Go through the entries below and pick out every line with "second".

START RECORDED INFORMATION

//! Tool-using agent loop: ask the model, run the tools it asks for, feed the
//! results back, repeat until it answers in plain text.

use std::sync::Arc;

use manus_protocol::Message;

use crate::error::ManusErr;
use crate::error::Result;
use crate::llm::ChatModel;
use crate::tools::ToolRegistry;
use crate::tools::truncation::OutputTruncator;

pub struct ReactAgent {
    name: String,
    model: Arc<dyn ChatModel>,
    tools: ToolRegistry,
    max_iterations: usize,
}

impl ReactAgent {
    pub fn new(
        name: impl Into<String>,
        model: Arc<dyn ChatModel>,
        tools: ToolRegistry,
        max_iterations: usize,
    ) -> Self {
        Self {
            name: name.into(),
            model,
            tools,
            max_iterations,
        }
    }

    /// Runs the loop over `messages` (system prompt first) and returns the
    /// model's final answer.
    pub async fn run(&self, mut messages: Vec<Message>) -> Result<String> {
        let specs = self.tools.specs();
        let mut truncator = OutputTruncator::default();

        for iteration in 1..=self.max_iterations {
            let turn = self.model.invoke_with_tools(&messages, &specs).await?;
            if turn.tool_calls.is_empty() {
                tracing::debug!(agent = %self.name, iteration, "agent produced final answer");
                return Ok(turn.content);
            }

            tracing::info!(
                agent = %self.name,
                iteration,
                calls = turn.tool_calls.len(),
                "agent requested tools"
            );
            messages.push(Message::assistant(turn.content).with_tool_calls(turn.tool_calls.clone()));

            for call in &turn.tool_calls {
                let output = match self.tools.dispatch(call).await {
                    Ok(output) => output,
                    Err(err) => format!("Error: {err}"),
                };
                let (output, truncated) = truncator.truncate_if_needed(&output);
                if truncated {
                    tracing::warn!(agent = %self.name, tool = %call.name, "tool output truncated");
                }
                messages.push(Message::tool_result(&call.id, output));
            }
        }

        Err(ManusErr::MaxIterations {
            agent: self.name.clone(),
            limit: self.max_iterations,
        })
    }
}

#[cfg(test)]
mod tests {
    #![allow(clippy::unwrap_used)]

    use super::*;
    use crate::llm::AssistantTurn;
    use crate::llm::ChunkStream;
    use crate::llm::OutputSchema;
    use crate::tools::ToolHandler;
    use crate::tools::ToolSpec;
    use async_trait::async_trait;
    use manus_protocol::Role;
    use manus_protocol::models::ToolCall;
    use pretty_assertions::assert_eq;
    use serde_json::Value;
    use serde_json::json;
    use std::sync::Mutex;

    /// Replays scripted turns and records what it was sent.
    struct Scripted {
        turns: Mutex<Vec<AssistantTurn>>,
        seen: Mutex<Vec<Vec<Message>>>,
    }

    impl Scripted {
        fn new(mut turns: Vec<AssistantTurn>) -> Self {
            turns.reverse();
            Self {
                turns: Mutex::new(turns),
                seen: Mutex::new(Vec::new()),
            }
        }
    }

    #[async_trait]
    impl ChatModel for Scripted {
        async fn invoke(&self, _messages: &[Message]) -> Result<String> {
            unreachable!("agent only uses tool calls")
        }

        async fn invoke_structured(
            &self,
            _messages: &[Message],
            _schema: &OutputSchema,
        ) -> Result<Value> {
            unreachable!("agent only uses tool calls")
        }

        async fn stream(&self, _messages: &[Message]) -> Result<ChunkStream> {
            unreachable!("agent only uses tool calls")
        }

        async fn invoke_with_tools(
            &self,
            messages: &[Message],
            _tools: &[ToolSpec],
        ) -> Result<AssistantTurn> {
            self.seen.lock().unwrap().push(messages.to_vec());
            Ok(self.turns.lock().unwrap().pop().unwrap_or_default())
        }
    }

    struct Failing;

    #[async_trait]
    impl ToolHandler for Failing {
        fn spec(&self) -> ToolSpec {
            ToolSpec {
                name: "fail".to_string(),
                description: "Always fails.".to_string(),
                parameters: json!({"type": "object", "properties": {}}),
            }
        }

        async fn handle(&self, _arguments: Value) -> Result<String> {
            Err(ManusErr::Tool {
                tool: "fail".to_string(),
                message: "boom".to_string(),
            })
        }
    }

    fn tool_turn(id: &str, name: &str) -> AssistantTurn {
        AssistantTurn {
            content: String::new(),
            tool_calls: vec![ToolCall {
                id: id.to_string(),
                name: name.to_string(),
                arguments: "{}".to_string(),
            }],
        }
    }

    fn answer(text: &str) -> AssistantTurn {
        AssistantTurn {
            content: text.to_string(),
            tool_calls: Vec::new(),
        }
    }

    #[tokio::test]
    async fn tool_errors_are_fed_back_as_text() {
        let model = Arc::new(Scripted::new(vec![tool_turn("call_1", "fail"), answer("done")]));
        let agent = ReactAgent::new(
            "coder",
            model.clone(),
            ToolRegistry::new().with(Arc::new(Failing)),
            5,
        );

        let result = agent.run(vec![Message::user("go")]).await.unwrap();
        assert_eq!(result, "done");

        let seen = model.seen.lock().unwrap();
        let second = &seen[1];
        assert_eq!(second.len(), 3);
        assert_eq!(second[1].role, Role::Assistant);
        assert_eq!(second[2].role, Role::Tool);
        assert_eq!(second[2].tool_call_id.as_deref(), Some("call_1"));
        assert_eq!(second[2].text(), "Error: tool `fail` failed: boom");
    }

    #[tokio::test]
    async fn unknown_tools_do_not_abort_the_agent() {
        let model = Arc::new(Scripted::new(vec![tool_turn("c", "teleport"), answer("ok")]));
        let agent = ReactAgent::new("researcher", model.clone(), ToolRegistry::new(), 5);

        assert_eq!(agent.run(vec![Message::user("go")]).await.unwrap(), "ok");
        let seen = model.seen.lock().unwrap();
        assert_eq!(
            seen[1][2].text(),
            "Error: model requested unknown tool `teleport`"
        );
    }

    #[tokio::test]
    async fn iteration_limit_is_enforced() {
        let model = Arc::new(Scripted::new(vec![
            tool_turn("a", "fail"),
            tool_turn("b", "fail"),
            tool_turn("c", "fail"),
        ]));
        let agent = ReactAgent::new(
            "browser",
            model,
            ToolRegistry::new().with(Arc::new(Failing)),
            2,
        );

        let err = agent.run(vec![Message::user("go")]).await.unwrap_err();
        assert!(matches!(
            err,
            ManusErr::MaxIterations { ref agent, limit: 2 } if agent == "browser"
        ));
    }
}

END RECORDED INFORMATION

▶ **EXPECTED OUTPUT**
        let second = &seen[1];
        assert_eq!(second.len(), 3);
        assert_eq!(second[1].role, Role::Assistant);
        assert_eq!(second[2].role, Role::Tool);
        assert_eq!(second[2].tool_call_id.as_deref(), Some("call_1"));
        assert_eq!(second[2].text(), "Error: tool `fail` failed: boom");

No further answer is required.